Isabella estaba haciendo una huelga de hambre, y a pesar de que sus tripas rugían no probaba bocado, mostrándose determinada en su propósito. 

—Señorita Sued, no sea terca, su abuelo se enojará mucho en el momento que  descubra que está haciendo estos tipos de berrinches. —decía la persona que le llevaba el alimento diario.

Isabella alzó los hombros. Gesto que indicaba la poca importancia que sentía al saber que Blas se iba a enfadar. 

—Mírese. Está lastimada y debe comer bien como le ha indicado el doctor. —Le aconsejaba la empleada de servicio que temía a la actitud del señor Sued.

No porque a él le interesaba la salud de Isabella en sí, sino que la necesitaba sana hasta lograr su objetivo. 

—No comeré nada hasta que él no me deje comunicarle algo muy importante —volvió a exigir sin planes de ceder. Prometió al bebé en su vientre que lo cuidaría y sin importar lo lejos que tenga que llegar para lograrlo, cumplirá. 

Desanimada y viendo que era totalmente imposible hacer cambiar de opinión a Isabella, la dama bajó los hombros mostrándose derrotada y negó con la cabeza tomando la bandeja con la comida intacta entre sus manos antes de irse a informarle a Blas Sued, el abuelo de Isabella, lo que ocurría. 

—La señorita se ha negado a comer, en cambio, pide verle —expuso la señora cabizbaja en espera del reproche de su jefe. 

—Bien. Pide que la traigan —la dama de servicio se quedó asombrada cuando notó que esta vez su jefe no descargó su enfado con ella por no haber cumplido con su orden. 

Isabella sonrió victoriosa cuando vio que su plan le había dejado el resultado esperado y celebró internamente diciendo: «No puede casar a un cadáver».

—Espero que tengas una buena explicación —le exigió Blas con disgusto y bajando unos documentos que tenía en las manos. 

El sentimiento era recíproco, ya que Isabella también creó una mueca de desagrado, después de lo malvado que ha sido su abuelo tras el deceso de sus papás se ha desarrollado una brecha profunda en su interacción. Ella siente que no podrá volver a llamarle abuelo jamás porque no olvida su crueldad. 

—Cancela esa boda, señor Sued —el anciano se levantó de golpe de su sillón favorito, y se quitó las gafas para leer con furia evidente en su mirada. 

—Te dejé bastante claro que tu opinión no cuenta, yo soy tu abuelo y decido con quién te casarás, fin de la discusión —se mostró agrio y sin planes de ceder. 

—Le dará a la familia Blanco una mujer embarazada como novia —expuso Isabella con sonrisa maliciosa al ver como el rostro de Blas se desencajó por completo con la mirada desorbitada. 

—Esta es una estrategia tonta para engañarme —manifestó con suspicacia. 

—Estoy embarazada.

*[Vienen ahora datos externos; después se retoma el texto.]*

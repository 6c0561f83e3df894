use serde_json::{Map, Value as Json};
use std::collections::BTreeMap;
use std::fmt;

use crate::schema::{CollectionSchema, FieldSchema};
use crate::types::{DataType, Operator};
use crate::value::Value;
use crate::{Error, Result};

/// A keyed record: primary key, engine metadata and typed field values.
///
/// A field may be absent, present with [`Value::Null`], or present with a
/// value. Absent and null both read back as `None`.
#[derive(Debug, Clone, Default, PartialEq)]
pub struct Doc {
    pk: String,
    doc_id: i64,
    score: f32,
    operator: Operator,
    fields: BTreeMap<String, Value>,
}

impl Doc {
    pub fn new() -> Self {
        Self::default()
    }

    pub fn with_pk(pk: impl Into<String>) -> Self {
        Self {
            pk: pk.into(),
            ..Self::default()
        }
    }

    #[inline]
    pub fn pk(&self) -> &str {
        &self.pk
    }

    pub fn set_pk(&mut self, pk: impl Into<String>) {
        self.pk = pk.into();
    }

    #[inline]
    pub fn doc_id(&self) -> i64 {
        self.doc_id
    }

    pub fn set_doc_id(&mut self, doc_id: i64) {
        self.doc_id = doc_id;
    }

    #[inline]
    pub fn score(&self) -> f32 {
        self.score
    }

    pub fn set_score(&mut self, score: f32) {
        self.score = score;
    }

    #[inline]
    pub fn operator(&self) -> Operator {
        self.operator
    }

    pub fn set_operator(&mut self, operator: Operator) {
        self.operator = operator;
    }

    /// Converts a dynamic caller value by `data_type` and stores it. JSON
    /// `null` marks the field present-and-null.
    pub fn set_field(&mut self, name: &str, data_type: DataType, value: &Json) -> Result<()> {
        let converted = Value::from_json(data_type, value).map_err(|e| match e {
            Error::InvalidArgument(msg) => Error::InvalidArgument(format!("field `{}`: {}", name, msg)),
            other => other,
        })?;
        self.fields.insert(name.to_string(), converted);
        Ok(())
    }

    /// Like [`Doc::set_field`] with the type taken from `field`. Null is
    /// refused for non-nullable fields.
    pub fn set_field_by_schema(&mut self, field: &FieldSchema, value: &Json) -> Result<()> {
        if value.is_null() && !field.nullable {
            return Err(Error::InvalidArgument(format!(
                "field `{}` is not nullable",
                field.name
            )));
        }
        self.set_field(&field.name, field.data_type, value)
    }

    pub fn set_value(&mut self, name: impl Into<String>, value: impl Into<Value>) {
        self.fields.insert(name.into(), value.into());
    }

    pub fn set_null(&mut self, name: impl Into<String>) {
        self.fields.insert(name.into(), Value::Null);
    }

    /// Reads a field as `data_type`. `Ok(None)` for absent or null fields.
    pub fn get_field(&self, name: &str, data_type: DataType) -> Result<Option<Value>> {
        match self.fields.get(name) {
            None | Some(Value::Null) => Ok(None),
            Some(value) => value
                .reinterpret(data_type)
                .map(Some)
                .map_err(|e| e.for_field(name)),
        }
    }

    /// Raw access to the stored value, including explicit nulls.
    pub fn get(&self, name: &str) -> Option<&Value> {
        self.fields.get(name)
    }

    pub fn field_names(&self) -> Vec<&str> {
        self.fields.keys().map(String::as_str).collect()
    }

    pub fn fields(&self) -> impl Iterator<Item = (&str, &Value)> {
        self.fields.iter().map(|(k, v)| (k.as_str(), v))
    }

    #[inline]
    pub fn has_field(&self, name: &str) -> bool {
        self.fields.contains_key(name)
    }

    /// Present and not null.
    pub fn has_value(&self, name: &str) -> bool {
        matches!(self.fields.get(name), Some(v) if !v.is_null())
    }

    pub fn is_null(&self, name: &str) -> bool {
        matches!(self.fields.get(name), Some(Value::Null))
    }

    pub fn remove_field(&mut self, name: &str) -> bool {
        self.fields.remove(name).is_some()
    }

    /// Renames a stored field, returning whether it was present.
    pub fn rename_field(&mut self, from: &str, to: &str) -> bool {
        match self.fields.remove(from) {
            Some(v) => {
                self.fields.insert(to.to_string(), v);
                true
            }
            None => false,
        }
    }

    /// Drops every field not accepted by `keep`.
    pub fn retain_fields<F: FnMut(&str, &Value) -> bool>(&mut self, mut keep: F) {
        self.fields.retain(|k, v| keep(k, v));
    }

    #[inline]
    pub fn is_empty(&self) -> bool {
        self.fields.is_empty()
    }

    #[inline]
    pub fn len(&self) -> usize {
        self.fields.len()
    }

    /// Resets fields and metadata.
    pub fn clear(&mut self) {
        *self = Self::default();
    }

    /// Approximate memory footprint, used for engine accounting.
    pub fn approx_bytes(&self) -> usize {
        std::mem::size_of::<Doc>()
            + self.pk.len()
            + self
                .fields
                .iter()
                .map(|(k, v)| k.len() + v.approx_bytes())
                .sum::<usize>()
    }

    /// JSON object with `pk`, `score` and each schema field present on this
    /// document, in schema order.
    pub fn to_json(&self, schema: &CollectionSchema) -> Json {
        let mut map = Map::new();
        map.insert("pk".into(), Json::String(self.pk.clone()));
        map.insert(
            "score".into(),
            serde_json::Number::from_f64(f64::from(self.score)).map_or(Json::Null, Json::Number),
        );
        for field in schema.fields() {
            if let Some(value) = self.fields.get(&field.name) {
                map.insert(field.name.clone(), value.to_json());
            }
        }
        Json::Object(map)
    }
}

impl fmt::Display for Doc {
    fn fmt(&self, f: &mut fmt::Formatter<'_>) -> fmt::Result {
        write!(
            f,
            "Doc{{pk={}, doc_id={}, score={}, operator={}, fields=[",
            self.pk, self.doc_id, self.score, self.operator
        )?;
        for (i, (name, value)) in self.fields.iter().enumerate() {
            if i > 0 {
                f.write_str(", ")?;
            }
            write!(f, "{}={}", name, value.to_json())?;
        }
        f.write_str("]}")
    }
}
//! Process-wide configuration.
//!
//! The configuration is installed at most once per process. Installing an
//! identical value again is accepted; installing a different one is refused,
//! since engines may already have sized pools and limits from the first.

use serde::{Deserialize, Serialize};
use std::fmt;
use std::path::PathBuf;
use std::str::FromStr;
use std::sync::OnceLock;

use crate::{Error, Result};

pub const DEFAULT_LOG_DIR: &str = "./logs";
pub const DEFAULT_LOG_BASENAME: &str = "docvec.log";
pub const DEFAULT_LOG_FILE_SIZE_MB: u64 = 2048;
pub const DEFAULT_LOG_OVERDUE_DAYS: u32 = 7;

#[derive(Debug, Clone, Copy, Default, PartialEq, Eq, PartialOrd, Ord, Hash, Serialize, Deserialize)]
pub enum LogLevel {
    Debug,
    Info,
    #[default]
    Warn,
    Error,
    Fatal,
}

impl LogLevel {
    pub fn as_str(self) -> &'static str {
        match self {
            LogLevel::Debug => "debug",
            LogLevel::Info => "info",
            LogLevel::Warn => "warn",
            LogLevel::Error => "error",
            LogLevel::Fatal => "fatal",
        }
    }
}

impl fmt::Display for LogLevel {
    fn fmt(&self, f: &mut fmt::Formatter<'_>) -> fmt::Result {
        f.write_str(self.as_str())
    }
}

impl FromStr for LogLevel {
    type Err = Error;

    fn from_str(s: &str) -> Result<Self> {
        match s.trim().to_ascii_lowercase().as_str() {
            "debug" => Ok(LogLevel::Debug),
            "info" => Ok(LogLevel::Info),
            "warn" | "warning" => Ok(LogLevel::Warn),
            "error" => Ok(LogLevel::Error),
            "fatal" => Ok(LogLevel::Fatal),
            other => Err(Error::InvalidArgument(format!("unknown log level `{}`", other))),
        }
    }
}

#[derive(Debug, Clone, PartialEq, Eq, Serialize, Deserialize)]
pub enum LogConfig {
    Console {
        level: LogLevel,
    },
    File {
        level: LogLevel,
        dir: PathBuf,
        basename: String,
        /// Size at which the active file is rolled aside.
        file_size_mb: u64,
        /// Rolled files older than this are removed.
        overdue_days: u32,
    },
}

impl Default for LogConfig {
    fn default() -> Self {
        LogConfig::Console {
            level: LogLevel::default(),
        }
    }
}

impl LogConfig {
    pub fn console(level: LogLevel) -> Self {
        LogConfig::Console { level }
    }

    pub fn file(level: LogLevel) -> Self {
        LogConfig::File {
            level,
            dir: PathBuf::from(DEFAULT_LOG_DIR),
            basename: DEFAULT_LOG_BASENAME.to_string(),
            file_size_mb: DEFAULT_LOG_FILE_SIZE_MB,
            overdue_days: DEFAULT_LOG_OVERDUE_DAYS,
        }
    }

    pub fn level(&self) -> LogLevel {
        match self {
            LogConfig::Console { level } | LogConfig::File { level, .. } => *level,
        }
    }

    fn validate(&self) -> Result<()> {
        if let LogConfig::File {
            basename,
            file_size_mb,
            ..
        } = self
        {
            if basename.trim().is_empty() {
                return Err(Error::InvalidArgument("log basename must not be empty".into()));
            }
            if *file_size_mb == 0 {
                return Err(Error::InvalidArgument("log file size must be positive".into()));
            }
        }
        Ok(())
    }
}

#[derive(Debug, Clone, Default, PartialEq, Serialize, Deserialize)]
pub struct GlobalConfig {
    pub memory_limit_bytes: Option<u64>,
    pub query_thread_count: Option<u32>,
    pub optimize_thread_count: Option<u32>,
    pub invert_to_forward_scan_ratio: Option<f32>,
    pub brute_force_by_keys_ratio: Option<f32>,
    pub log: Option<LogConfig>,
}

impl GlobalConfig {
    #[must_use]
    pub fn with_memory_limit_mb(mut self, mb: u64) -> Self {
        self.memory_limit_bytes = Some(mb.saturating_mul(1024 * 1024));
        self
    }

    #[must_use]
    pub fn with_query_threads(mut self, n: u32) -> Self {
        self.query_thread_count = Some(n);
        self
    }

    #[must_use]
    pub fn with_optimize_threads(mut self, n: u32) -> Self {
        self.optimize_thread_count = Some(n);
        self
    }

    #[must_use]
    pub fn with_log(mut self, log: LogConfig) -> Self {
        self.log = Some(log);
        self
    }

    pub fn validate(&self) -> Result<()> {
        for (name, ratio) in [
            ("invert_to_forward_scan_ratio", self.invert_to_forward_scan_ratio),
            ("brute_force_by_keys_ratio", self.brute_force_by_keys_ratio),
        ] {
            if let Some(r) = ratio {
                if !(0.0..=1.0).contains(&r) {
                    return Err(Error::InvalidArgument(format!(
                        "{} must be within [0, 1], got {}",
                        name, r
                    )));
                }
            }
        }
        if self.query_thread_count == Some(0) || self.optimize_thread_count == Some(0) {
            return Err(Error::InvalidArgument("thread counts must be positive".into()));
        }
        if self.memory_limit_bytes == Some(0) {
            return Err(Error::InvalidArgument("memory limit must be positive".into()));
        }
        if let Some(log) = &self.log {
            log.validate()?;
        }
        Ok(())
    }
}

static GLOBAL: OnceLock<GlobalConfig> = OnceLock::new();

/// Installs `config` as the process-wide configuration.
///
/// Returns `Ok(true)` on first install and `Ok(false)` when an identical
/// configuration is already in place.
pub fn install(config: GlobalConfig) -> Result<bool> {
    config.validate()?;
    let mut fresh = false;
    let current = GLOBAL.get_or_init(|| {
        fresh = true;
        config.clone()
    });
    if fresh {
        return Ok(true);
    }
    if *current == config {
        Ok(false)
    } else {
        Err(Error::FailedPrecondition(
            "global configuration is already initialized with different values".into(),
        ))
    }
}

/// The installed configuration, or defaults when none was installed.
pub fn global() -> GlobalConfig {
    GLOBAL.get().cloned().unwrap_or_default()
}

pub fn is_installed() -> bool {
    GLOBAL.get().is_some()
}

#[cfg(test)]
mod tests {
    use super::*;

    #[test]
    fn test_log_defaults() {
        let LogConfig::File {
            level,
            dir,
            basename,
            file_size_mb,
            overdue_days,
        } = LogConfig::file(LogLevel::Info)
        else {
            panic!("expected file config");
        };
        assert_eq!(level, LogLevel::Info);
        assert_eq!(dir, PathBuf::from("./logs"));
        assert_eq!(basename, "docvec.log");
        assert_eq!((file_size_mb, overdue_days), (2048, 7));
        assert_eq!(LogConfig::default().level(), LogLevel::Warn);
    }

    #[test]
    fn test_ratio_bounds() {
        let mut cfg = GlobalConfig::default();
        cfg.invert_to_forward_scan_ratio = Some(1.5);
        assert!(matches!(cfg.validate(), Err(Error::InvalidArgument(_))));
        cfg.invert_to_forward_scan_ratio = Some(0.9);
        cfg.brute_force_by_keys_ratio = Some(-0.1);
        assert!(cfg.validate().is_err());
        cfg.brute_force_by_keys_ratio = Some(0.1);
        assert!(cfg.validate().is_ok());
    }

    #[test]
    fn test_memory_limit_mb() {
        let cfg = GlobalConfig::default().with_memory_limit_mb(2);
        assert_eq!(cfg.memory_limit_bytes, Some(2 * 1024 * 1024));
    }

    #[test]
    fn test_level_parsing() {
        assert_eq!("WARNING".parse::<LogLevel>().unwrap(), LogLevel::Warn);
        assert!("loud".parse::<LogLevel>().is_err());
    }

    #[test]
    fn test_install_once() {
        let cfg = GlobalConfig::default().with_query_threads(3);
        assert!(install(cfg.clone()).unwrap());
        assert!(!install(cfg.clone()).unwrap());
        assert!(matches!(
            install(GlobalConfig::default().with_query_threads(4)),
            Err(Error::FailedPrecondition(_))
        ));
        assert_eq!(global(), cfg);
    }
}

No tengo necesidad de mentir. —Contestó ella con tranquilidad.

Isabella se acarició el vientre, y no evitó sonreír al recordar los bonitos momentos que pasó con su amado, y aunque él no esté enamorado o la quiera como a su esposa, está dispuesta a conservarlos en su memoria. 

—¡Eres indecente! ¡¡Una mujer fácil!!, ¡¿cómo te entregaste a un hombre sin ser tu marido?! —inquirió Blas mientras se apretaba el tabique de la nariz—. Iremos a la clínica para verificar sí es cierto que estás preñada. 

Isabella no temía a su iniciativa, lo que le irritó fueron los insultos denigrantes, pero decidió mantenerse en silencio. 

Blas estaba que hervía de cólera, no hallaba insultos para gritarles a Isabella, sin embargo, puso en orden sus pensamientos y analizó que no podía fiarse de sus palabras. 

Dos horas después estaban en el hospital a la espera de que saliera el resultado de la prueba de sangre que pidió realizarle. Esta vez había ido él personalmente para no dejar que Isabella pudiera engañarlo por medio de trucos. 

Mientras tanto Isabella estaba ansiosa, no por lo cual sería en el resultado, pues aquello ya lo sabía sino por la acción que tomaría su abuelo después de ver que ella no mentía. Estaba segura de que la obligatoria a realizarse un aborto.

—Necesito ir al baño —solicitó sin mirar a Blas, quién frunció los labios creando una mueca de incomodidad. 

—Llévenla y no la pierdan de vista. —Les ordenó a dos de sus guardaespaldas e Isabella cerró los ojos al sentir fastidio.